Reduced Blood Coagulation on Roll-to-Roll, Shrink-Induced Superhydrophobic Plastics

The unique antiwetting properties of superhydrophobic (SH) surfaces prevent the adhesion of water and bodily fluids, including blood, urine, and saliva. While typical manufacturable approaches to create SH surfaces rely on chemical and structural modifications, such approaches are expensive, require postprocessing, and are often not biocompatible. By contrast, it is demonstrated that purely structural SH features are easily formed using high throughput roll‐to‐roll (R2R) manufacturing by shrinking a prestressed thermoplastic with a thin, stiff layer of silver and calcium. These features are subsequently embossed into any commercially available and Food and Drug Administration (FDA)‐approved plastic. The R2R SH surfaces have contact angles >150° and contact angle hysteresis 4200× reduction of blood residue area compared to the nonstructured controls of the same material. In addition, blood clotting is reduced >5× using whole blood directly from the patient.
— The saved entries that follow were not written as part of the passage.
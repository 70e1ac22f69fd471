use serde::{Deserialize, Serialize};

/// The specification for the `Optimizer` trait.
#[derive(Debug, Clone, Copy, PartialEq, Serialize, Deserialize)]
#[serde(rename_all = "snake_case")]
pub enum OptimizerSpec {
    Adam {
        learning_rate: f32,
        beta1: f32,
        beta2: f32,
        epsilon: f32,
    },
    GradientDescent {
        learning_rate: f32,
    },
    GradientDescentWithMomentum {
        learning_rate: f32,
        momentum: f32,
    },
}

impl OptimizerSpec {
    /// An `Adam` specification with the usual `beta1`, `beta2` and `epsilon` values.
    pub fn adam(learning_rate: f32) -> Self {
        Self::Adam {
            learning_rate,
            beta1: 0.9,
            beta2: 0.999,
            epsilon: 1e-8,
        }
    }

    /// Returns the identifier of the optimizer kind.
    pub fn name(&self) -> &'static str {
        match self {
            Self::Adam { .. } => "adam",
            Self::GradientDescent { .. } => "gradient_descent",
            Self::GradientDescentWithMomentum { .. } => "gradient_descent_with_momentum",
        }
    }

    pub fn learning_rate(&self) -> f32 {
        match *self {
            Self::Adam { learning_rate, .. }
            | Self::GradientDescent { learning_rate }
            | Self::GradientDescentWithMomentum { learning_rate, .. } => learning_rate,
        }
    }
}

/// The specification for the `LossFn` trait.
#[derive(Debug, Clone, Copy, PartialEq, Eq, Default, Serialize, Deserialize)]
#[serde(rename_all = "snake_case")]
pub enum LossFnSpec {
    #[default]
    Mse,
    Mae,
}

impl LossFnSpec {
    /// Returns the identifier of the loss function.
    pub fn name(&self) -> &'static str {
        match self {
            Self::Mse => "mse",
            Self::Mae => "mae",
        }
    }
}
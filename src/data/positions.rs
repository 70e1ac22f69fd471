use super::{PositionRecord, RecordErr};
use crate::{NnueErr, Result};

/// A columnar, in-memory collection of validated positions.
///
/// Every column has the same length, the row `i` of each one belongs to the same record.
#[derive(Debug, Clone, Default, PartialEq)]
pub struct PositionSet {
    history: Vec<Option<String>>,
    player0: Vec<u64>,
    player1: Vec<u64>,
    side_to_move: Vec<u8>,
    move_count: Vec<u32>,
    labels: Vec<i64>,
}

impl PositionSet {
    /// Creates a new empty `PositionSet`.
    pub fn new() -> Self {
        Self::default()
    }

    /// Builds a set out of records, validating each of them.
    ///
    /// # Returns
    /// An `InvalidRecord` error naming the first offending row.
    pub fn from_records<I>(records: I) -> Result<Self>
    where
        I: IntoIterator<Item = PositionRecord>,
    {
        let mut set = Self::new();

        for (row, record) in records.into_iter().enumerate() {
            set.push(record)
                .map_err(|reason| NnueErr::InvalidRecord { row, reason })?;
        }

        Ok(set)
    }

    /// Appends a record if it holds every board invariant.
    pub fn push(&mut self, record: PositionRecord) -> std::result::Result<(), RecordErr> {
        record.validate()?;

        self.history.push(record.history);
        self.player0.push(record.player0_mask);
        self.player1.push(record.player1_mask);
        self.side_to_move.push(record.side_to_move);
        self.move_count.push(record.move_count);
        self.labels.push(record.label);
        Ok(())
    }

    #[inline]
    pub fn len(&self) -> usize {
        self.labels.len()
    }

    #[inline]
    pub fn is_empty(&self) -> bool {
        self.labels.is_empty()
    }

    /// Returns a copy of the record at `row`, if any.
    pub fn get(&self, row: usize) -> Option<PositionRecord> {
        (row < self.len()).then(|| PositionRecord {
            history: self.history[row].clone(),
            player0_mask: self.player0[row],
            player1_mask: self.player1[row],
            side_to_move: self.side_to_move[row],
            move_count: self.move_count[row],
            label: self.labels[row],
        })
    }

    pub fn iter(&self) -> impl Iterator<Item = PositionRecord> + '_ {
        (0..self.len()).filter_map(|row| self.get(row))
    }

    #[inline]
    pub fn player0(&self) -> &[u64] {
        &self.player0
    }

    #[inline]
    pub fn player1(&self) -> &[u64] {
        &self.player1
    }

    #[inline]
    pub fn side_to_move(&self) -> &[u8] {
        &self.side_to_move
    }

    #[inline]
    pub fn move_count(&self) -> &[u32] {
        &self.move_count
    }

    #[inline]
    pub fn labels(&self) -> &[i64] {
        &self.labels
    }
}

#[cfg(test)]
mod tests {
    use super::*;

    fn record(player0_mask: u64, player1_mask: u64, move_count: u32, label: i64) -> PositionRecord {
        PositionRecord {
            history: Some("44".into()),
            player0_mask,
            player1_mask,
            side_to_move: (move_count % 2) as u8,
            move_count,
            label,
        }
    }

    #[test]
    fn columns_stay_aligned() {
        let set = PositionSet::from_records([record(1, 2, 2, 1), record(4, 0, 1, -1)]).unwrap();

        assert_eq!(set.len(), 2);
        assert_eq!(set.player0(), &[1, 4]);
        assert_eq!(set.player1(), &[2, 0]);
        assert_eq!(set.side_to_move(), &[0, 1]);
        assert_eq!(set.labels(), &[1, -1]);
        assert_eq!(set.get(1), Some(record(4, 0, 1, -1)));
        assert_eq!(set.get(2), None);
    }

    #[test]
    fn the_first_invalid_row_is_reported() {
        let records = [record(1, 2, 2, 0), record(1, 1, 2, 0)];

        match PositionSet::from_records(records) {
            Err(NnueErr::InvalidRecord { row, reason }) => {
                assert_eq!(row, 1);
                assert_eq!(reason, RecordErr::Overlap { cells: 1 });
            }
            other => panic!("expected an invalid record, got {other:?}"),
        }
    }
}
Furthermore, these surfaces can be easily configured into 3D shapes, as demonstrated with SH tubes. With the simple scale‐up production and the eliminated need for anticoagulants to prevent clotting, the proposed conformable SH surfaces can be impactful for a wide range of medical tools, including catheters and microfluidic channels. Superhydrophobic surfaces are achieved in a roll‐to‐roll platform by purely structural modification with no need for postprocessing. The biocompatible superhydrophobic hard plastic prevents water, blood, urine, and saliva from adhering to the surface, and blood slides off with no residue. Blood coagulation is significantly reduced on the superhydrophobic surface compared to flat, and superhydrophobic tubes are easily configured for medical applications.